В четвертый раз Театр Альфреда Жарри представил публике полномасштабную пьесу Витрака «Виктор, или Дети у власти». Режиссером стал Арто. Эта пьеса, сыгранная 24 и 29 декабря 1928 и 5 января 1929 года (Арто удавалось снимать театральные залы лишь в праздники, когда не было других желающих), стала последней в истории Театра Альфреда Жарри. Хотя виконт де Ноайль, финансировавший фильмы Мэна Рэя, Бунюэля и Кокто, и предлагал Арто свое покровительство, Театр Альфреда Жарри вскоре скончался в муках, раздираемый склоками между его создателями.

И кинематографические работы Арто, и Театр Альфреда Жарри окончились провалом и молчанием, достигшим своей кульминации в 1930 году. Весь 1929 год Арто и Витрак, постоянно ссорясь друг с другом, пытались вернуть погибший театр к жизни. Для рекламы этого несуществующего более театра они выпустили в начале 1930 года серию фотоколлажей, изображающих их самих – с отрубленными головами, во многих лицах, в яростной борьбе друг с другом. Коллажи иллюстрировали довольно слабую брошюру «Театр Альфреда Жарри и враждебность общества»: брошюру Витраку пришлось писать одному – Арто к этому времени все более погружался в острую депрессию. Снимать номер в отеле на улице Лабрюйера он больше не мог и принужден был жить с матерью, после смерти мужа переехавшей в Париж, чтобы быть ближе к Арто и его сестре Мари-Анж. Борьба с пристрастием к опиуму и неудачи в работе подтолкнули Арто к размышлениям об иных цивилизациях и к апокалиптическим образам.

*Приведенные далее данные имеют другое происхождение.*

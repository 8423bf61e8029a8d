mod app;
mod block_font;

use anyhow::Result;
use std::{
    fs::{self, OpenOptions},
    sync::Arc,
};

use bannerwatch_core::{
    api::ApiClient,
    config::{self, AppConfig},
    i18n::Translator,
    refresh::{Backoff, RefreshPolicy, RefreshScheduler},
    snapshot::{HashGate, SnapshotCache, SnapshotStore},
    time::{SystemClock, TimeSource},
};
use tokio::sync::mpsc;
use tracing::{info, warn};
use tracing_subscriber::{prelude::*, EnvFilter};

#[tokio::main(flavor = "current_thread")]
async fn main() -> Result<()> {
    init_logging()?;

    config::ensure_default_config()?;
    let config = AppConfig::load()?;
    info!(base_url = %config.api.base_url, "configuration loaded");

    let cache = SnapshotCache::new(&config.cache_root);
    let store = match cache.load() {
        Ok(Some(envelope)) => {
            info!(hash = %envelope.data_hash, "restored cached snapshot");
            SnapshotStore::with_snapshot(envelope)
        }
        Ok(None) => SnapshotStore::new(),
        Err(err) => {
            warn!(?err, path = %cache.path().display(), "ignoring unreadable snapshot cache");
            SnapshotStore::new()
        }
    };

    let api = ApiClient::new(&config)?;
    let clock: Arc<dyn TimeSource> = Arc::new(SystemClock);
    let scheduler = RefreshScheduler::new(
        Arc::new(api.clone()),
        HashGate::new(store.clone()),
        Arc::clone(&clock),
        RefreshPolicy::from_config(&config),
        Backoff::from_config(&config),
    )
    .with_cache(cache);

    let (command_tx, command_rx) = mpsc::channel(8);
    let (sync_tx, sync_rx) = mpsc::channel(32);
    let scheduler_task = tokio::spawn(async move {
        if let Err(err) = scheduler.run(command_rx, sync_tx).await {
            tracing::error!("refresh scheduler error: {err}");
        }
    });

    let mut app = app::BannerApp::new(
        store,
        api,
        clock,
        command_tx,
        Translator::new(config.ui.locale),
        config.tick_interval(),
    );
    app.attach_sync(sync_rx);
    let result = app.run().await;

    drop(app);
    if let Err(err) = scheduler_task.await {
        warn!(?err, "refresh scheduler task did not finish cleanly");
    }
    result
}

fn init_logging() -> Result<()> {
    let log_dir = std::env::current_dir()?.join("logs");
    fs::create_dir_all(&log_dir)?;
    let log_path = log_dir.join("bannerwatch.log");
    let log_file = OpenOptions::new()
        .create(true)
        .append(true)
        .open(&log_path)?;

    let env_filter = EnvFilter::try_from_default_env().unwrap_or_else(|_| EnvFilter::new("info"));

    let file_layer = tracing_subscriber::fmt::layer()
        .with_target(true)
        .with_ansi(false)
        .compact()
        .with_writer(Arc::new(log_file));

    tracing_subscriber::registry()
        .with(env_filter)
        .with(file_layer)
        .init();

    Ok(())
}
impl AttemptSequencer {
    /// Allocate the next attempt number.
    pub fn begin(&mut self) -> u64 {
        self.issued += 1;
        self.issued
    }

    /// Whether a result of `attempt` may still be applied.
    pub fn is_current(&self, attempt: u64) -> bool {
        attempt > self.applied
    }

    /// Record `attempt` as applied. Returns `false` if a newer attempt already was.
    pub fn mark_applied(&mut self, attempt: u64) -> bool {
        if !self.is_current(attempt) {
            return false;
        }
        self.applied = attempt;
        true
    }

    /// Highest attempt applied so far, `0` before the first.
    pub fn last_applied(&self) -> u64 {
        self.applied
    }
}

enum Payload {
    Envelope(Envelope),
    Status(StatusResponse),
}

impl Payload {
    fn validate(&self) -> Result<(), FetchError> {
        match self {
            Payload::Envelope(envelope) => envelope.validate()?,
            Payload::Status(status) => status.validate()?,
        }
        Ok(())
    }
}

struct Completion {
    attempt: u64,
    result: Result<Payload, FetchError>,
}

/// Drives periodic fetches into the [`HashGate`].
pub struct RefreshScheduler {
    source: Arc<dyn DataSource>,
    gate: HashGate,
    clock: Arc<dyn TimeSource>,
    policy: RefreshPolicy,
    backoff: Backoff,
    cache: Option<SnapshotCache>,
    sequencer: AttemptSequencer,
    state: RefreshState,
    in_flight: usize,
    next_due: Option<Instant>,
    /// Trigger to report when `next_due` fires instead of `Scheduled`.
    deferred: Option<RefreshTrigger>,
    last_started: Option<Instant>,
    next_refresh_at: Option<DateTime<Utc>>,
}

В это время он познакомился с молодым издателем Робером Деноэлем, предложившем Арто работу – свободное переложение английского готического романа Мэтью Грегори Льюиса «Монах» (1794). Арто, не читавший по-английски, создал свое переложение на основе буквального перевода книги на французский. Он расширял и переписывал целые главы, подчеркивая спор книги с социальными и моральными запретами, усугубляя ее горячечную атмосферу религиозно-сексуального безумия, а долгие отступления или поэтические вставки выбрасывал вовсе. Получившееся в результате «прочтение» Льюиса ярко отражало любимые идеи самого Арто: книга, полная горячечного бреда и жестоких сцен, была хорошо принята и получила хвалебные отзывы, особенно от Жана Кокто. Арто отчасти стыдился работать кем-то вроде переводчика, но в то же время пробовал переработать «Монаха» для кино. Он отснял несколько мрачных, атмосферных фотографий, иллюстрирующих его любимые сцены в книге, чтобы заинтересовать продюсеров. Однако из этого, как и из прочих кинопроектов Арто, ничего не вышло. Впрочем, стоит отметить, что в июне 1930 года он послал этот набор снимков основателю итальянского футуристического движения Ф.Т. Маринетти, к тому времени ставшему «придворным поэтом» режима Муссолини и влиятельной фигурой в итальянском кинематографе. От полного тупика и безденежья Арто пришло в голову: что, если переехать в Италию и воплощать свои проекты там?

Два года, вплоть до лета 1931-го, были для Арто особенно тяжелы. Ему было уже почти тридцать пять, а из его попыток снимать фильмы и руководить собственным театром так ничего и не вышло. Поэзию он забросил еще в 1926 году, так что теперь ему угрожало почти полное творческое молчание. Без гроша в кармане, он жил то в квартире матери, то в номерах для киноактеров на съемках, то в комнатках в дешевых отелях вокруг площади Клиши. Короткий роман с Жозетт Люссон, актрисой из Театра Альфреда Жарри, окончился болезненным разрывом. Пристрастие к опиуму, психические страдания, чувство оторванности от литературных и художественных кругов, таких, как объединение сюрреалистов – все это усугубляло его творческий кризис. Истощение сил, настигшее Арто в эти годы, могло бы стать для него роковым – если бы не счастливый день 1 августа 1931 года, когда Арто стал свидетелем зрелища, подтолкнувшего его к созданию Театра Жестокости: выступления балийских танцоров на Колониальной выставке в Париже.